Cross talk between spliceosome and microprocessor defines the fate of pre-mRNA.

The spliceosome and the microprocessor complex (MPC) are two important processing machineries that act on precursor (pre)-mRNA. Both cleave the pre-mRNA to generate spliced mature transcripts and microRNAs (miRNAs), respectively. While spliceosomes identify in a complex manner correct splice sites, MPCs typically target RNA hairpins (pri-miRNA hairpins). In addition, pre-mRNA transcripts can contain pri-miRNA-like hairpins that are cleaved by the MPC without generating miRNAs. Recent evidence indicates that the position of hairpins on pre-mRNA, their distance from splice sites, and the relative efficiency of cropping and splicing contribute to determine the fate of a pre-mRNA. Depending on these factors, a pre-mRNA can be preferentially used to generate a miRNA, a constitutively or even an alternative spliced transcript.
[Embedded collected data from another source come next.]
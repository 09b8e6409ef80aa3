pub mod fountain_parser;
pub mod text_processor;

pub use fountain_parser::FountainParser;
pub use fountain_parser::FountainScript;
pub use text_processor::parse_inline_styles;
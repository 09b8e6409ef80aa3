pub mod decode;
pub mod encode;
pub mod normalize;

pub use decode::{decode, read_tree};
pub use encode::{encode, XML_DECLARATION};
pub use normalize::{normalize_self_closing, is_self_closing, SELF_CLOSING_TAGS};
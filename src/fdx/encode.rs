use log::debug;
use quick_xml::events::{BytesCData, BytesEnd, BytesStart, BytesText, Event};
use quick_xml::Writer;
use crate::error::{FdxError, FdxResult};
use crate::fdx::normalize::is_self_closing;
use crate::models::{Node, Screenplay, XmlRecord};

/// FDX 文件固定的声明行
pub const XML_DECLARATION: &str = r#"<?xml version="1.0" encoding="UTF-8" standalone="no" ?>"#;

/// 每层缩进的空格数
const INDENT_SIZE: usize = 4;

/// 把文档模型序列化为 FDX 字节
pub fn encode(screenplay: &Screenplay) -> FdxResult<Vec<u8>> {
    let root = screenplay.to_node();
    let mut writer = Writer::new_with_indent(Vec::new(), b' ', INDENT_SIZE);
    write_node(&mut writer, &root)?;
    let body = writer.into_inner();

    let mut out = Vec::with_capacity(XML_DECLARATION.len() + 1 + body.len());
    out.extend_from_slice(XML_DECLARATION.as_bytes());
    out.push(b'\n');
    out.extend_from_slice(&body);
    debug!("编码完成: {} 个正文段落, {} 字节", screenplay.paragraphs().len(), out.len());
    Ok(out)
}

fn write_event(writer: &mut Writer<Vec<u8>>, event: Event<'_>) -> FdxResult<()> {
    writer
        .write_event(event)
        .map_err(|e| FdxError::Encoding(e.to_string()))
}

/// XML 1.0 允许出现在文档中的字符
fn is_xml_char(c: char) -> bool {
    matches!(c, '\t' | '\n' | '\r' | '\u{20}'..='\u{d7ff}' | '\u{e000}'..='\u{fffd}' | '\u{10000}'..='\u{10ffff}')
}

fn check_chars(value: &str, owner: &str) -> FdxResult<()> {
    match value.chars().find(|c| !is_xml_char(*c)) {
        Some(c) => Err(FdxError::Encoding(format!("<{}> 含有 XML 不允许的字符 U+{:04X}", owner, c as u32))),
        None => Ok(()),
    }
}

fn check_name(name: &str, owner: &str) -> FdxResult<()> {
    let invalid = name.is_empty()
        || name.starts_with(|c: char| c.is_ascii_digit() || c == '-' || c == '.')
        || name.chars().any(|c| c.is_whitespace() || "<>&\"'/=!?".contains(c) || !is_xml_char(c));
    if invalid {
        return Err(FdxError::Encoding(format!("<{}> 中的名称无效: {:?}", owner, name)));
    }
    Ok(())
}

fn write_node(writer: &mut Writer<Vec<u8>>, node: &Node) -> FdxResult<()> {
    check_name(&node.name, &node.name)?;
    let mut start = BytesStart::new(node.name.as_str());
    for (key, value) in &node.attributes {
        check_name(key, &node.name)?;
        check_chars(value, &node.name)?;
        start.push_attribute((key.as_str(), value.as_str()));
    }

    if node.is_empty() {
        if is_self_closing(&node.name) {
            return write_event(writer, Event::Empty(start));
        }
        // 空文本让结束标签紧跟开始标签，不换行
        write_event(writer, Event::Start(start))?;
        write_event(writer, Event::Text(BytesText::new("")))?;
        return write_event(writer, Event::End(BytesEnd::new(node.name.as_str())));
    }

    let text = node.text.as_deref().unwrap_or_default();
    check_chars(text, &node.name)?;
    write_event(writer, Event::Start(start))?;
    if text.is_empty() {
        for child in &node.children {
            write_node(writer, child)?;
        }
        return write_event(writer, Event::End(BytesEnd::new(node.name.as_str())));
    }

    if node.children.is_empty() {
        write_event(writer, Event::Text(BytesText::new(text)))?;
    } else {
        // 混合内容不缩进，否则缩进空白会并入文本
        write_event(writer, Event::Text(BytesText::new("")))?;
        let mut inner = Writer::new(Vec::new());
        if text.trim().is_empty() {
            write_event(&mut inner, Event::CData(BytesCData::new(text)))?;
        } else {
            write_event(&mut inner, Event::Text(BytesText::new(text)))?;
        }
        for child in &node.children {
            write_node(&mut inner, child)?;
        }
        writer.get_mut().extend_from_slice(&inner.into_inner());
    }
    write_event(writer, Event::End(BytesEnd::new(node.name.as_str())))
}

#[cfg(test)]
mod tests {
    use super::*;
    use crate::models::{ElementType, Paragraph, TextRun, WindowState};

    fn encode_str(screenplay: &Screenplay) -> String {
        String::from_utf8(encode(screenplay).unwrap()).unwrap()
    }

    #[test]
    fn new_screenplay_layout() {
        let out = encode_str(&Screenplay::new());
        assert_eq!(
            out,
            concat!(
                r#"<?xml version="1.0" encoding="UTF-8" standalone="no" ?>"#, "\n",
                r#"<FinalDraft DocumentType="Script" Template="No" Version="1">"#, "\n",
                "    <Content></Content>\n",
                "</FinalDraft>",
            )
        );
    }

    #[test]
    fn text_stays_on_one_line_and_leaves_self_close() {
        let mut screenplay = Screenplay::new();
        screenplay.body.as_mut().unwrap().paragraphs.push(Paragraph::with_text(ElementType::Action, "Tom & Jerry <run>"));
        screenplay.window_state = Some(WindowState {
            height: Some("800".to_string()),
            ..WindowState::default()
        });

        let out = encode_str(&screenplay);
        assert!(out.contains("        <Paragraph Type=\"Action\">\n            <Text>Tom &amp; Jerry &lt;run&gt;</Text>\n        </Paragraph>"));
        assert!(out.contains("    <WindowState Height=\"800\"/>"));
    }

    #[test]
    fn mixed_content_is_written_inline() {
        let mut run = TextRun::new("abc");
        run.extra.children.push(Node::new("Note"));
        let mut screenplay = Screenplay::new();
        let mut paragraph = Paragraph::new(ElementType::Action);
        paragraph.runs.push(run);
        screenplay.body.as_mut().unwrap().paragraphs.push(paragraph);

        let out = encode_str(&screenplay);
        assert!(out.contains("            <Text>abc<Note></Note></Text>\n"));
        assert_eq!(crate::fdx::decode(out.as_bytes()).unwrap(), screenplay);
    }

    #[test]
    fn blank_text_beside_children_survives() {
        let mut run = TextRun::new("  ");
        run.extra.children.push(Node::text_node("Note", "n"));
        let mut screenplay = Screenplay::new();
        let mut paragraph = Paragraph::new(ElementType::Action);
        paragraph.runs.push(run);
        screenplay.body.as_mut().unwrap().paragraphs.push(paragraph);

        let out = encode_str(&screenplay);
        assert!(out.contains("<Text><![CDATA[  ]]><Note>n</Note></Text>"));
        assert_eq!(crate::fdx::decode(out.as_bytes()).unwrap(), screenplay);
    }

    #[test]
    fn forbidden_characters_are_rejected() {
        let mut screenplay = Screenplay::new();
        screenplay.body.as_mut().unwrap().paragraphs.push(Paragraph::with_text(ElementType::Action, "bell\u{1}"));
        assert!(matches!(encode(&screenplay), Err(FdxError::Encoding(_))));

        let mut screenplay = Screenplay::new();
        screenplay.extra.attributes.push(("Note".to_string(), "\u{fffe}".to_string()));
        assert!(matches!(encode(&screenplay), Err(FdxError::Encoding(_))));

        let mut screenplay = Screenplay::new();
        screenplay.extra.children.push(Node::new("Bad Name"));
        assert!(matches!(encode(&screenplay), Err(FdxError::Encoding(_))));

        let mut screenplay = Screenplay::new();
        screenplay.body.as_mut().unwrap().paragraphs.push(Paragraph::with_text(ElementType::Action, "tab\tand\nnewline"));
        assert!(encode(&screenplay).is_ok());
    }
}
use log::debug;
use quick_xml::events::{BytesStart, Event};
use quick_xml::Reader;
use crate::error::{FdxError, FdxResult};
use crate::models::{Node, Screenplay, XmlRecord};

/// 把 FDX 字节解码为文档模型
pub fn decode(src: &[u8]) -> FdxResult<Screenplay> {
    let root = read_tree(src)?;
    let screenplay = Screenplay::from_node(&root)?;
    debug!(
        "解码完成: {} 个正文段落, 标题页: {}",
        screenplay.paragraphs().len(),
        screenplay.title_page.is_some()
    );
    Ok(screenplay)
}

fn malformed(message: impl Into<String>) -> FdxError {
    FdxError::MalformedInput(message.into())
}

/// 读取整个 XML 文档为通用元素树
///
/// 元素之间仅起排版作用的空白会被丢弃；没有子元素的元素保留全部文本，包括纯空白。
/// 含 CDATA 的元素即使有子元素也保留纯空白文本。
pub fn read_tree(src: &[u8]) -> FdxResult<Node> {
    let text = std::str::from_utf8(src).map_err(|e| malformed(format!("输入不是有效的 UTF-8: {}", e)))?;
    let text = text.strip_prefix('\u{feff}').unwrap_or(text);

    let mut reader = Reader::from_str(text);
    let mut stack: Vec<Node> = Vec::new();
    // 与 stack 对齐：该元素是否出现过 CDATA
    let mut has_cdata: Vec<bool> = Vec::new();
    let mut root: Option<Node> = None;

    loop {
        let event = reader
            .read_event()
            .map_err(|e| malformed(format!("第 {} 字节处 XML 解析失败: {}", reader.buffer_position(), e)))?;
        match event {
            Event::Start(start) => {
                stack.push(start_node(&start)?);
                has_cdata.push(false);
            }
            Event::Empty(start) => {
                let node = start_node(&start)?;
                attach(&mut stack, &mut root, node)?;
            }
            Event::End(_) => {
                let mut node = stack.pop().ok_or_else(|| malformed("出现多余的结束标签"))?;
                let literal = has_cdata.pop().unwrap_or(false);
                let blank = node.text.as_deref().map_or(false, |t| t.trim().is_empty());
                if blank && !literal && !node.children.is_empty() {
                    node.text = None;
                }
                attach(&mut stack, &mut root, node)?;
            }
            Event::Text(content) => {
                let content = content
                    .unescape()
                    .map_err(|e| malformed(format!("文本转义无效: {}", e)))?;
                push_text(&mut stack, &content)?;
            }
            Event::CData(data) => {
                let content = String::from_utf8(data.into_inner().into_owned())
                    .map_err(|e| malformed(format!("CDATA 不是有效的 UTF-8: {}", e)))?;
                push_text(&mut stack, &content)?;
                if let Some(flag) = has_cdata.last_mut() {
                    *flag = true;
                }
            }
            Event::Eof => break,
            _ => {}
        }
    }

    if let Some(open) = stack.last() {
        return Err(malformed(format!("元素 <{}> 没有闭合", open.name)));
    }
    root.ok_or_else(|| malformed("文档中没有根元素"))
}

fn start_node(start: &BytesStart<'_>) -> FdxResult<Node> {
    let mut node = Node::new(String::from_utf8_lossy(start.name().as_ref()).into_owned());
    for attr in start.attributes() {
        let attr = attr.map_err(|e| malformed(format!("属性无效: {}", e)))?;
        let key = String::from_utf8_lossy(attr.key.as_ref()).into_owned();
        let value = attr
            .unescape_value()
            .map_err(|e| malformed(format!("属性 {} 的值无效: {}", key, e)))?
            .into_owned();
        node.attributes.push((key, value));
    }
    Ok(node)
}

fn attach(stack: &mut [Node], root: &mut Option<Node>, node: Node) -> FdxResult<()> {
    if let Some(parent) = stack.last_mut() {
        parent.children.push(node);
    } else if root.is_some() {
        return Err(malformed(format!("存在多个根元素: <{}>", node.name)));
    } else {
        *root = Some(node);
    }
    Ok(())
}

fn push_text(stack: &mut [Node], content: &str) -> FdxResult<()> {
    match stack.last_mut() {
        Some(node) => node.text.get_or_insert_with(String::new).push_str(content),
        None if content.trim().is_empty() => {}
        None => return Err(malformed("根元素之外出现文本")),
    }
    Ok(())
}

#[cfg(test)]
mod tests {
    use super::*;

    #[test]
    fn layout_whitespace_is_dropped() {
        let src = b"<FinalDraft>\n  <Content>\n    <Paragraph Type=\"Action\">\n      <Text> </Text>\n    </Paragraph>\n  </Content>\n</FinalDraft>";
        let root = read_tree(src).unwrap();
        assert_eq!(root.text, None);
        let paragraph = &root.children[0].children[0];
        assert_eq!(paragraph.text, None);
        assert_eq!(paragraph.children[0].text.as_deref(), Some(" "));
    }

    #[test]
    fn entities_and_cdata_are_text() {
        let src = b"<FinalDraft><Content><Paragraph><Text>A &amp; B<![CDATA[ <c>]]></Text></Paragraph></Content></FinalDraft>";
        let screenplay = decode(src).unwrap();
        assert_eq!(screenplay.paragraphs()[0].runs[0].text, "A & B <c>");
    }

    #[test]
    fn blank_cdata_beside_children_is_kept() {
        let src = b"<FinalDraft><Note><![CDATA[  ]]><Mark/></Note></FinalDraft>";
        let root = read_tree(src).unwrap();
        assert_eq!(root.children[0].text.as_deref(), Some("  "));
        assert_eq!(root.children[0].children[0].name, "Mark");
    }

    #[test]
    fn malformed_inputs_fail() {
        for src in [
            &b""[..],
            b"not xml at all",
            b"<FinalDraft><Content></FinalDraft>",
            b"<FinalDraft>",
            b"<FinalDraft></FinalDraft><FinalDraft></FinalDraft>",
            b"<Screenplay></Screenplay>",
            b"\xff\xfe<FinalDraft/>",
        ] {
            let err = decode(src).unwrap_err();
            assert!(matches!(err, FdxError::MalformedInput(_)), "{:?}", String::from_utf8_lossy(src));
        }
    }

    #[test]
    fn absent_sections_decode() {
        let screenplay = decode(b"<?xml version=\"1.0\"?><FinalDraft DocumentType=\"Script\"/>").unwrap();
        assert!(screenplay.body.is_none());
        assert!(screenplay.title_page.is_none());
        assert_eq!(screenplay.document_type.as_deref(), Some("Script"));
    }
}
For example, competition between splicing and cropping on splice-site-overlapping miRNAs (SO miRNAs) results in alternative spliced isoforms and influences miRNA biogenesis. In several cases, the outcome of a pre-mRNA transcript and its final handling as miRNA or mRNA substrate can be frequently closely connected to the functional relationships between diverse pre-mRNA processing events. These events are influenced by both gene context and physiopathological conditions.